The cooling of the body, by whatever cause it may be produced, increases the amount of food necessary. The mere exposure to the open air, in a carriage or on the deck of a ship, by increasing radiation and vaporisation, increases the loss of heat, and compels us to eat more than usual. The same is true of those who are accustomed to drink large quantities of cold water, which is given off at the temperature of the body, 98 1/2 deg. It increases the appetite, and persons of weak constitution find it necessary, by continued exercise, to supply to the system the oxygen required to restore the heat abstracted by the cold water. Loud and long continued speaking, the crying of infants, moist air, all exert a decided and appreciable influence on the amount of food which is taken.

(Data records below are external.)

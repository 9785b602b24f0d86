//! Application lifecycle with fake collaborators.

mod common;

use async_trait::async_trait;
use common::*;
use fleetwatch_lib::application::build_sinks;
use fleetwatch_lib::core::{ConfigBuilder, ExporterError, Result};
use fleetwatch_lib::leader::LeaderGate;
use fleetwatch_lib::Application;
use std::sync::atomic::{AtomicBool, Ordering};
use std::sync::Arc;
use std::time::Duration;

/// Grants leadership, then loses it after `hold`.
struct ExpiringLeader {
    hold: Duration,
    acquired: AtomicBool,
}

#[async_trait]
impl LeaderGate for ExpiringLeader {
    async fn acquire(&self) -> Result<()> {
        self.acquired.store(true, Ordering::SeqCst);
        Ok(())
    }

    async fn lost(&self) {
        tokio::time::sleep(self.hold).await;
    }
}

fn leader(hold: Duration) -> Arc<ExpiringLeader> {
    Arc::new(ExpiringLeader {
        hold,
        acquired: AtomicBool::new(false),
    })
}

fn debug_config() -> fleetwatch_lib::Config {
    ConfigBuilder::new()
        .debug(true)
        .update_frequency(Duration::from_secs(60))
        .build()
        .unwrap()
}

#[tokio::test(start_paused = true)]
async fn test_losing_leadership_stops_the_application() {
    let platform = FakePlatform::new(vec![workload("g1", 2)]);
    let transport = FakeTransport::new();
    let leader = leader(Duration::from_secs(5));

    let app = Application::with_collaborators(
        debug_config(),
        platform.clone(),
        transport.clone(),
        leader.clone(),
    );
    let err = app.run().await.unwrap_err();

    assert!(matches!(err, ExporterError::LeaderLost));
    assert!(leader.acquired.load(Ordering::SeqCst));
    assert_eq!(platform.auth_calls(), 1);
    assert_eq!(transport.subscriptions("g1"), 1);
}

#[tokio::test(start_paused = true)]
async fn test_fatal_discovery_error_stops_the_application() {
    let platform = FakePlatform::new(vec![workload("g1", 1)]);
    platform.fail_next_list(ExporterError::discovery("GET /v2/apps returned 500"));

    let app = Application::with_collaborators(
        debug_config(),
        platform,
        FakeTransport::new(),
        leader(Duration::from_secs(3600)),
    );
    let err = app.run().await.unwrap_err();

    assert_eq!(err.category(), "discovery");
}

#[tokio::test]
async fn test_sinks_follow_configuration() {
    let (sinks, server) = build_sinks(&debug_config()).unwrap();
    let names: Vec<&str> = sinks.iter().map(|sink| sink.name()).collect();
    assert_eq!(names, vec!["debug"]);
    assert!(server.is_none());

    let config = ConfigBuilder::new()
        .statsd_endpoint("127.0.0.1:8125")
        .prometheus("127.0.0.1:0".parse().unwrap())
        .build()
        .unwrap();
    let (sinks, server) = build_sinks(&config).unwrap();
    let names: Vec<&str> = sinks.iter().map(|sink| sink.name()).collect();
    assert_eq!(names, vec!["statsd", "prometheus"]);
    server.unwrap().abort();
}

We have assumed that carbon and hydrogen especially, by combining with oxygen, serve to produce animal heat. In fact, observation proves that the hydrogen of the food plays a no less important part than the carbon.

The whole process of respiration appears most clearly developed, when we consider the state of a man, or other animal, totally deprived of food.

The first effect of starvation is the disappearance of fat, and this fat cannot be traced either in the urine or in the scanty faeces. Its carbon and hydrogen have been given off through the skin and lungs in the form of oxidised products; it is obvious that they have served to support respiration.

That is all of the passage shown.